Israël condamné pour son «mur»

La Cour internationale de justice, présidée par le Chinois Shi Jiuyong, a estimé que le «mur» de séparation construit par Israël constituait une violation du droit international.  

		(Photo: AFP)
La Cour internationale de justice, présidée par le Chinois Shi Jiuyong, a estimé que le «mur» de séparation construit par Israël constituait une violation du droit international.
(Photo: AFP)
L’arrêt de la Cour internationale de justice de La Haye, chargée en décembre dernier par l’Assemblée générale des Nations unies de se prononcer sur la légalité de la «barrière de sécurité» érigée par Israël en Cisjordanie, est sans appel pour la politique sécuritaire menée par l’Etat hébreu en Cisjordanie. Estimant que cet édifice était «illégal», il a notamment appelé à son démantèlement partiel lorsqu’il rogne sur les territoires occupés. Se félicitant de l’avis du tribunal, les Palestiniens l’ont qualifié d’«historique». Fidèles à l’attitude qu’elles ont adoptée dès le début de cette affaire, les autorités israéliennes l’ont en revanche condamné, jugeant qu’il ne prenait pas en compte le terrorisme palestinien.

Dans son arrêt lu en audience publique et retransmis par plusieurs télévisions internationales, le tribunal de La Haye a confirmé ce que redoutaient les autorités israéliennes, à savoir l’illégalité au regard du droit international de l’ouvrage qu’elles construisent en Cisjordanie au nom de la lutte anti-terroriste. Le texte indique ainsi que «la Cour a conclu que la construction du mur constituait une action non conforme à plusieurs obligations légales internationales incombant à Israël». Précisant ces violations du droit, conséquences directes selon elle de l’édification de la «barrière de sécurité», la juridiction a notamment mentionné les entraves à la liberté de mouvement des Palestiniens, les entraves à leur droit au travail, à leur droit à la santé, à l'éducation, et à un «niveau de vie adéquat». Ces exigences sont consignées dans des conventions internationales auxquelles l’Etat hébreu a pourtant adhéré.

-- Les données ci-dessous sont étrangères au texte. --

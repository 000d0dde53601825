//! Work listing implementation with feed reconciliation.

use crate::cache_aside::fetch_on_miss;
use crate::dto::WorkSummary;
use crate::extract::{
    extract_covers, extract_description, extract_key, extract_subjects, extract_title,
};
use crate::work_service::WorkService;
use alexandria_client::CatalogClient;
use alexandria_core::{AlexandriaError, AlexandriaResult, Author, AuthorKey, Work};
use alexandria_repository::{AuthorRepository, WorkRepository};
use async_trait::async_trait;
use serde_json::Value;
use shaku::Component;
use std::sync::Arc;
use tracing::{debug, info, warn};

/// Cache-aside work listing over the catalog store.
///
/// A local hit answers directly. On a miss the catalog's works feed is
/// reconciled into the store entry by entry: stored works keep their
/// stored form and only gain the missing author link, broken entries are
/// skipped, and the author row itself is created on first sight.
#[derive(Component)]
#[shaku(interface = WorkService)]
pub struct WorkServiceImpl {
    #[shaku(inject)]
    work_repository: Arc<dyn WorkRepository>,
    #[shaku(inject)]
    author_repository: Arc<dyn AuthorRepository>,
    #[shaku(inject)]
    catalog_client: Arc<dyn CatalogClient>,
}

impl WorkServiceImpl {
    /// Creates a new work service.
    #[must_use]
    pub fn new(
        work_repository: Arc<dyn WorkRepository>,
        author_repository: Arc<dyn AuthorRepository>,
        catalog_client: Arc<dyn CatalogClient>,
    ) -> Self {
        Self {
            work_repository,
            author_repository,
            catalog_client,
        }
    }

    /// Fetches the catalog feed for an author and reconciles it into the store.
    async fn fetch_and_reconcile(&self, key: &AuthorKey) -> AlexandriaResult<Vec<Work>> {
        let Some(feed) = self.catalog_client.author_works(key).await? else {
            warn!("Catalog returned no works feed for {}", key);
            return Ok(Vec::new());
        };

        // The author row is created even when the feed carries no entries,
        // so the author is known locally from the first lookup on.
        let author = self.resolve_author(key).await?;

        let Some(entries) = feed.get("entries").and_then(Value::as_array) else {
            warn!("Works feed for {} has no entries array", key);
            return Ok(Vec::new());
        };

        let mut works = Vec::with_capacity(entries.len());
        for entry in entries {
            match self.reconcile_entry(entry, &author).await {
                Ok(Some(work)) => works.push(work),
                Ok(None) => {}
                Err(e) => warn!("Skipping works feed entry for {}: {}", key, e),
            }
        }

        info!("Reconciled {} work(s) for {}", works.len(), key);
        Ok(works)
    }

    /// Returns the stored author, creating the row from the catalog's
    /// detail record when it is missing.
    ///
    /// A failed or empty detail lookup degrades to the sentinel name
    /// instead of failing the listing; store errors still propagate.
    async fn resolve_author(&self, key: &AuthorKey) -> AlexandriaResult<Author> {
        if let Some(author) = self.author_repository.find_by_key(key).await? {
            return Ok(author);
        }

        let name = match self.catalog_client.author_details(key).await {
            Ok(Some(details)) => details
                .get("name")
                .and_then(Value::as_str)
                .map(str::to_string),
            Ok(None) => None,
            Err(e) => {
                warn!("Could not fetch author details for {}: {}", key, e);
                None
            }
        };

        let author = match name {
            Some(name) => Author::new(key.clone(), Some(name)),
            None => Author::with_unknown_name(key.clone()),
        };
        self.author_repository.save(&author).await
    }

    /// Turns one feed entry into a stored work linked to the author.
    ///
    /// Entries without a usable key cannot be stored and yield `Ok(None)`.
    /// An already stored work keeps its stored fields; at most the missing
    /// author link is added.
    async fn reconcile_entry(
        &self,
        entry: &Value,
        author: &Author,
    ) -> AlexandriaResult<Option<Work>> {
        let Some(key) = extract_key(entry) else {
            debug!("Works feed entry without a usable key, skipping");
            return Ok(None);
        };

        if let Some(mut existing) = self.work_repository.find_by_key(&key).await? {
            if existing.link_author(author.clone()) {
                return Ok(Some(self.work_repository.save(&existing).await?));
            }
            return Ok(Some(existing));
        }

        let work = Work::builder(key)
            .title(extract_title(entry))
            .description(extract_description(entry))
            .subjects(extract_subjects(entry))
            .covers(extract_covers(entry))
            .author(author.clone())
            .build();

        Ok(Some(self.work_repository.save(&work).await?))
    }
}

#[async_trait]
impl WorkService for WorkServiceImpl {
    async fn works_by_author(&self, author_id: &str) -> AlexandriaResult<Vec<WorkSummary>> {
        let key =
            AuthorKey::new(author_id).map_err(|e| AlexandriaError::validation(e.to_string()))?;

        debug!("Listing works for {}", key);

        let works = fetch_on_miss(
            "works by author",
            self.work_repository.find_by_author_key(&key),
            self.fetch_and_reconcile(&key),
        )
        .await?;

        Ok(works.iter().map(WorkSummary::from).collect())
    }
}

impl std::fmt::Debug for WorkServiceImpl {
    fn fmt(&self, f: &mut std::fmt::Formatter<'_>) -> std::fmt::Result {
        f.debug_struct("WorkServiceImpl").finish_non_exhaustive()
    }
}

Rejetant la ligne de défense adoptée par Israël, qui estime que la construction du mur répond à son droit de se protéger des attaques terroristes palestiniennes, la Cour a par ailleurs jugé que les exigences de sécurité d'Israël ne justifiaient pas les infractions au droit international. «Les infractions résultant du tracé du mur ne peuvent pas être justifiées par des exigences militaires, par les nécessités de la sécurité nationale ou par l'ordre public», précise l’arrêt. Et si le tribunal de La Haye a certes reconnu le droit de l’Etat hébreu à l'autodéfense, il a en revanche estimé que ce droit ne pouvait pas servir à légitimer la «barrière de séparation». «Israël fait face à de nombreux actes de violence mortels contre sa population civile. Il a le droit et le devoir de répondre pour protéger la vie de ses citoyens mais les mesures qui sont prises doivent rester conformes aux lois internationales applicables», a notamment précisé le texte qui a ouvertement mis en cause l’actuel tracé du mur. «La Cour n'est pas convaincue que le tracé spécifique choisi par Israël pour le mur est nécessaire pour atteindre ses objectifs en matière de sécurité», a-t-il précisé.

Sur un plan humanitaire, le tribunal a en outre souligné que l’Etat hébreu devait compenser les dommages provoqués par la construction de la barrière de séparation. «La construction du mur dans le territoire palestinien ayant entraîné la réquisition et la destruction de maisons, d'entreprises et de holdings agricoles, la Cour estime qu'Israël a l'obligation de réparer les dommages causés à toutes les personnes concernées», a souligné l’avis.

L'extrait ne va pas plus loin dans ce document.